**ABOUT THIS TASK:** Below are entries; output exactly the lines from the one with "does not have" to the one with "ids left for", both included, and nothing else.

[Dataset entries]

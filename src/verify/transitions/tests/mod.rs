use crate::artifacts::InMemoryArtifacts;
use crate::models::{Document, NewWorkUnit, WorkStatus};

use super::apply_transition;


/// Create a unit and force it into `status`, keeping the column index in step.
fn unit_in(doc: &mut Document, status: WorkStatus) -> String {
    let id = doc
        .create_work_unit(
            "AUTH",
            NewWorkUnit {
                title: "Test unit".to_string(),
                ..Default::default()
            },
        )
        .unwrap();
    if status != WorkStatus::Backlog {
        let reason = (status == WorkStatus::Blocked).then(|| "setup".to_string());
        apply_transition(doc, &id, status, reason).unwrap();
    }
    id
}

fn child_of(doc: &mut Document, parent: &str, status: WorkStatus) -> String {
    let id = unit_in(doc, status);
    crate::graph::set_parent(doc, &id, Some(parent)).unwrap();
    id
}

fn no_artifacts() -> InMemoryArtifacts {
    InMemoryArtifacts::new()
}
//! Typed error hierarchy for the work-unit core.
//!
//! Every public operation in the core returns [`Result`]. Any error returned
//! from inside a transaction aborts it before the document is written, so a
//! failed operation never leaves a partial mutation on disk.

use std::path::PathBuf;

use thiserror::Error;

use crate::models::work_unit::WorkStatus;

pub type Result<T> = std::result::Result<T, WorkflowError>;

/// Errors from the work-unit store, state machine and relationship graph.
#[derive(Debug, Error)]
pub enum WorkflowError {
    #[error("Work unit '{id}' not found")]
    NotFound { id: String },

    #[error("Invalid transition for {id}: {from} -> {to}{}", hint_suffix(.hint))]
    InvalidTransition {
        id: String,
        from: WorkStatus,
        to: WorkStatus,
        hint: Option<String>,
    },

    #[error("Cannot move {id} back to backlog; use 'blocked' with a reason instead")]
    BacklogReentry { id: String },

    #[error("Blocking {id} requires a non-empty reason")]
    MissingBlockedReason { id: String },

    #[error("{id} has unanswered questions: {}", join_ids(.questions))]
    UnansweredQuestions { id: String, questions: Vec<u32> },

    #[error("{id} has no scenarios tagged @{id}; write at least one before entering testing")]
    NoScenarios { id: String },

    #[error("{id} has children that are not done: {}", .children.join(", "))]
    IncompleteChildren { id: String, children: Vec<String> },

    #[error("Feature '{feature}' linked to {id} has uncovered scenarios: {}", .scenarios.join(", "))]
    IncompleteCoverage {
        id: String,
        feature: String,
        scenarios: Vec<String>,
    },

    #[error("{id} still has unresolved placeholders: {}", .markers.join(", "))]
    UnresolvedPlaceholder { id: String, markers: Vec<String> },

    #[error("Circular dependency detected: {}", .path.join(" -> "))]
    CircularDependency { path: Vec<String> },

    #[error("Work unit '{id}' cannot reference itself")]
    SelfReference { id: String },

    #[error("{from} already {relation} {to}")]
    AlreadyExists {
        from: String,
        to: String,
        relation: String,
    },

    #[error("{from} does not have relation {relation} to {to}")]
    RelationNotFound {
        from: String,
        to: String,
        relation: String,
    },

    #[error("Cannot reorder {id} ({status}) relative to {anchor} ({anchor_status}); both must share a column")]
    CrossColumnReorder {
        id: String,
        status: WorkStatus,
        anchor: String,
        anchor_status: WorkStatus,
    },

    #[error("Cannot reorder {id}: the done column is ordered by completion history")]
    ImmutableColumn { id: String },

    #[error("Data integrity error: {message}. Run 'specflow repair' to restore consistency")]
    DataIntegrity { message: String },

    #[error("Could not lock {} after {attempts} attempts", .path.display())]
    LockTimeout { path: PathBuf, attempts: u32 },

    #[error("Cannot delete {id}: it still has children ({})", .children.join(", "))]
    HasChildren { id: String, children: Vec<String> },

    #[error("Attaching {child} under {parent} would exceed the maximum nesting depth of {max}")]
    DepthExceeded {
        child: String,
        parent: String,
        max: usize,
    },

    #[error("{kind} #{artifact} not found on {id}")]
    ArtifactNotFound {
        id: String,
        kind: &'static str,
        artifact: u32,
    },

    #[error("Invalid work unit id '{id}': expected PREFIX-NNN")]
    InvalidId { id: String },

    #[error("Invalid prefix '{prefix}': use 2-6 uppercase letters")]
    InvalidPrefix { prefix: String },

    #[error("No ids left for prefix '{prefix}'")]
    IdsExhausted { prefix: String },

    #[error("I/O error at {}: {source}", .path.display())]
    Io {
        path: PathBuf,
        #[source]
        source: std::io::Error,
    },

    #[error("Failed to parse {}: {source}", .path.display())]
    Parse {
        path: PathBuf,
        #[source]
        source: serde_json::Error,
    },

    #[error("Failed to serialize work units: {0}")]
    Serialize(#[source] serde_json::Error),

    #[error("Feature artifact lookup failed: {0}")]
    Artifact(String),
}

impl WorkflowError {
    pub(crate) fn not_found(id: &str) -> Self {
        WorkflowError::NotFound { id: id.to_string() }
    }

    pub(crate) fn io(path: impl Into<PathBuf>, source: std::io::Error) -> Self {
        WorkflowError::Io {
            path: path.into(),
            source,
        }
    }

    /// Whether the error points at a corrupted document that `repair` can fix.
    pub fn suggests_repair(&self) -> bool {
        matches!(self, WorkflowError::DataIntegrity { .. })
    }
}

fn hint_suffix(hint: &Option<String>) -> String {
    hint.as_ref().map(|h| format!(" ({h})")).unwrap_or_default()
}

fn join_ids(ids: &[u32]) -> String {
    ids.iter()
        .map(|id| format!("#{id}"))
        .collect::<Vec<_>>()
        .join(", ")
}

**ANSWER:**
    #[error("{from} does not have relation {relation} to {to}")]
    RelationNotFound {
        from: String,
        to: String,
        relation: String,
    },

    #[error("Cannot reorder {id} ({status}) relative to {anchor} ({anchor_status}); both must share a column")]
    CrossColumnReorder {
        id: String,
        status: WorkStatus,
        anchor: String,
        anchor_status: WorkStatus,
    },

    #[error("Cannot reorder {id}: the done column is ordered by completion history")]
    ImmutableColumn { id: String },

    #[error("Data integrity error: {message}. Run 'specflow repair' to restore consistency")]
    DataIntegrity { message: String },

    #[error("Could not lock {} after {attempts} attempts", .path.display())]
    LockTimeout { path: PathBuf, attempts: u32 },

    #[error("Cannot delete {id}: it still has children ({})", .children.join(", "))]
    HasChildren { id: String, children: Vec<String> },

    #[error("Attaching {child} under {parent} would exceed the maximum nesting depth of {max}")]
    DepthExceeded {
        child: String,
        parent: String,
        max: usize,
    },

    #[error("{kind} #{artifact} not found on {id}")]
    ArtifactNotFound {
        id: String,
        kind: &'static str,
        artifact: u32,
    },

    #[error("Invalid work unit id '{id}': expected PREFIX-NNN")]
    InvalidId { id: String },

    #[error("Invalid prefix '{prefix}': use 2-6 uppercase letters")]
    InvalidPrefix { prefix: String },

    #[error("No ids left for prefix '{prefix}'")]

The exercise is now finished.